Now the band is re-uniting for the first time since “Galore”, and are ready to continue the adventure with a new album already recorded at “The Loove” in Brooklyn and to be released June 2014.






rhythm:           Ben Monder - Dan Weiss - Trevor Dunn

trumpet:           Kirk Knuffke - Jacob Wick - Seneca Black

trombone:           Brian Drye - Ryan Snow - Josh Roseman

saxophone:           Bill McHenry - Josh Sinton - Greg Ward

D'Angelo's volcanic saxophone playing is only the surface, the music of the DNA Orchestra is about a lot more than being rambunctious. The unabashed nature of the Orchestra represents D'Angelo's renewed sense of purpose, thanks to his recent brush with death. In 2008, D'Angelo has a seizure while driving, beginning a turn of events leading to the eventual removal of a tennis-ball size brain tumor. "After having two brain surgeries, I embarked on a new existence: one of healing" says, D'Angelo.

The DNA Orchestra isn't merely a musical outlet for a performer who was forced to deal with severe illness. The ensemble, and the music itself, is integrally linked to the entire medical event. It was conceived as a response to D'Angelo's cancer, and it ultimately played a role in the cancer's annihilation. The band is a community that supported D'Angelo during his healing. The weaving, angular lines of the music are as tenacious as the tendrils of the disease itself. The effusion of emotion carries a weight and energy as effective as any cure. "After understanding why cancer had come into my life, I learned how to use my art and music as healing."
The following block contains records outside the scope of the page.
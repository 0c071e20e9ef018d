//! bilingual-site
//!
//! 2 言語サイト向けの言語切り替えとページ内キーワード検索

pub mod config;
pub mod i18n;
pub mod page;
pub mod search;
pub mod shell;
pub mod site;
pub mod types;

/// テスト用ユーティリティ
mod test_utils;

// Site を再エクスポート
pub use site::{
    PageEvent,
    Site,
    SiteError,
};
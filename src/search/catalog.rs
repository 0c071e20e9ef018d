//! Per-language search records.

use std::collections::BTreeMap;
use std::path::{
    Path,
    PathBuf,
};

use serde::{
    Deserialize,
    Serialize,
};
use thiserror::Error;

use crate::types::LanguageCode;

/// Search records shipped with the site, one file per language.
const BUILTIN_INDEXES: &[(&str, &str)] = &[
    ("es", include_str!("../../assets/search/es.json")),
    ("en", include_str!("../../assets/search/en.json")),
];

/// One searchable site section.
#[derive(Debug, Clone, PartialEq, Eq, Deserialize, Serialize)]
pub struct SearchRecord {
    pub title: String,
    pub description: String,
    /// Page path, optionally with a fragment (`aficiones.html#music`).
    pub url: String,
    /// Space separated extra words that do not appear in the visible text.
    #[serde(default)]
    pub keywords: String,
}

/// Records and the "no results" placeholder of one language.
#[derive(Debug, Clone, Deserialize, Serialize)]
#[serde(rename_all = "camelCase")]
pub struct LanguageIndex {
    pub no_results: String,
    pub records: Vec<SearchRecord>,
}

#[derive(Error, Debug)]
pub enum CatalogError {
    #[error("Failed to read search records {path:?}: {source}")]
    Io {
        path: PathBuf,
        #[source]
        source: std::io::Error,
    },

    #[error("Failed to parse search records {path}: {source}")]
    Parse {
        path: String,
        #[source]
        source: serde_json::Error,
    },

    #[error("No search records for the fallback language '{0}'")]
    MissingFallback(LanguageCode),
}

/// Record lists for every language, with a fallback for the rest.
#[derive(Debug, Clone)]
pub struct SearchCatalog {
    /// Records per language.
    indexes: BTreeMap<LanguageCode, LanguageIndex>,
    /// Language whose records stand in for missing ones; always in `indexes`.
    fallback: LanguageCode,
}

impl SearchCatalog {
    /// Builds a catalog from already parsed indexes.
    pub fn new(
        indexes: BTreeMap<LanguageCode, LanguageIndex>,
        fallback: LanguageCode,
    ) -> Result<Self, CatalogError> {
        if !indexes.contains_key(&fallback) {
            return Err(CatalogError::MissingFallback(fallback));
        }
        Ok(Self { indexes, fallback })
    }

    /// The records shipped with the site.
    pub fn builtin(fallback: LanguageCode) -> Result<Self, CatalogError> {
        let mut indexes = BTreeMap::new();
        for (code, content) in BUILTIN_INDEXES {
            let index: LanguageIndex =
                serde_json::from_str(content).map_err(|source| CatalogError::Parse {
                    path: format!("<builtin {code}>"),
                    source,
                })?;
            if let Some(language) = LanguageCode::new(code) {
                indexes.insert(language, index);
            }
        }
        Self::new(indexes, fallback)
    }

    /// Loads `<lang>.json` files from `dir`; the file stem is the language code.
    pub fn load_dir(dir: &Path, fallback: LanguageCode) -> Result<Self, CatalogError> {
        let entries = std::fs::read_dir(dir)
            .map_err(|source| CatalogError::Io { path: dir.to_path_buf(), source })?;

        let mut indexes = BTreeMap::new();
        for path in entries.filter_map(|entry| entry.ok().map(|e| e.path())) {
            if !path.extension().is_some_and(|ext| ext == "json") {
                continue;
            }
            let Some(language) =
                path.file_stem().and_then(|stem| LanguageCode::new(&stem.to_string_lossy()))
            else {
                continue;
            };

            let content = std::fs::read_to_string(&path)
                .map_err(|source| CatalogError::Io { path: path.clone(), source })?;
            let index: LanguageIndex = serde_json::from_str(&content).map_err(|source| {
                CatalogError::Parse { path: path.to_string_lossy().to_string(), source }
            })?;

            tracing::debug!(
                language = %language,
                records = index.records.len(),
                "Loaded search records"
            );
            indexes.insert(language, index);
        }

        Self::new(indexes, fallback)
    }

    /// Index for `language`, or the fallback language's when it has none.
    #[must_use]
    pub fn index_for(&self, language: &LanguageCode) -> &LanguageIndex {
        self.indexes.get(language).unwrap_or_else(|| {
            tracing::debug!(
                language = %language,
                fallback = %self.fallback,
                "No search records, using fallback"
            );
            self.fallback_index()
        })
    }

    #[must_use]
    pub const fn fallback(&self) -> &LanguageCode {
        &self.fallback
    }

    /// Index of the fallback language.
    #[allow(clippy::indexing_slicing)]
    fn fallback_index(&self) -> &LanguageIndex {
        // `new` refuses catalogs without the fallback language.
        &self.indexes[&self.fallback]
    }
}

#[cfg(test)]
#[allow(clippy::unwrap_used, clippy::indexing_slicing)]
mod tests {
    use std::fs;

    use googletest::prelude::*;
    use rstest::rstest;
    use tempfile::TempDir;

    use super::*;

    fn code(s: &str) -> LanguageCode {
        LanguageCode::new(s).unwrap()
    }

    #[googletest::test]
    fn builtin_catalog_has_parallel_indexes() {
        let catalog = SearchCatalog::builtin(code("es")).unwrap();

        let es = catalog.index_for(&code("es"));
        let en = catalog.index_for(&code("en"));

        expect_that!(es.records.len(), eq(en.records.len()));
        expect_that!(es.records.len(), lt(30));
        expect_that!(es.no_results, eq("Sin resultados"));
        expect_that!(en.no_results, eq("No results"));
        for (es_record, en_record) in es.records.iter().zip(&en.records) {
            expect_that!(es_record.url, eq(en_record.url.as_str()));
        }
    }

    #[googletest::test]
    fn unknown_language_uses_fallback() {
        let catalog = SearchCatalog::builtin(code("es")).unwrap();

        let index = catalog.index_for(&code("fr"));

        expect_that!(index.no_results, eq("Sin resultados"));
    }

    #[rstest]
    fn missing_fallback_is_rejected() {
        let result = SearchCatalog::builtin(code("fr"));

        assert!(matches!(result, Err(CatalogError::MissingFallback(_))));
    }

    #[googletest::test]
    fn load_dir_reads_language_files() {
        let temp_dir = TempDir::new().unwrap();
        fs::write(
            temp_dir.path().join("en.json"),
            r#"{"noResults": "Nothing", "records": [
                {"title": "Home", "description": "Main page.", "url": "index.html"}
            ]}"#,
        )
        .unwrap();

        let catalog = SearchCatalog::load_dir(temp_dir.path(), code("en")).unwrap();
        let index = catalog.index_for(&code("en"));

        expect_that!(index.no_results, eq("Nothing"));
        expect_that!(index.records, len(eq(1)));
        expect_that!(index.records[0].keywords, eq(""));
    }
}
The power of this music may be brute, but it is anything but wild. It is contained withing the boundaries of narrative. "I designed this set of music to tell a story," he says. "There is healing, love, darkness, anger.. and even more in between the lines." D'Angelo's composition "Meg Nem Sa," one of the pieces written post "brain", traces his path through wild pre-healed times, bitterly overwhelming confusion, darkness, and the tireless fight for survival.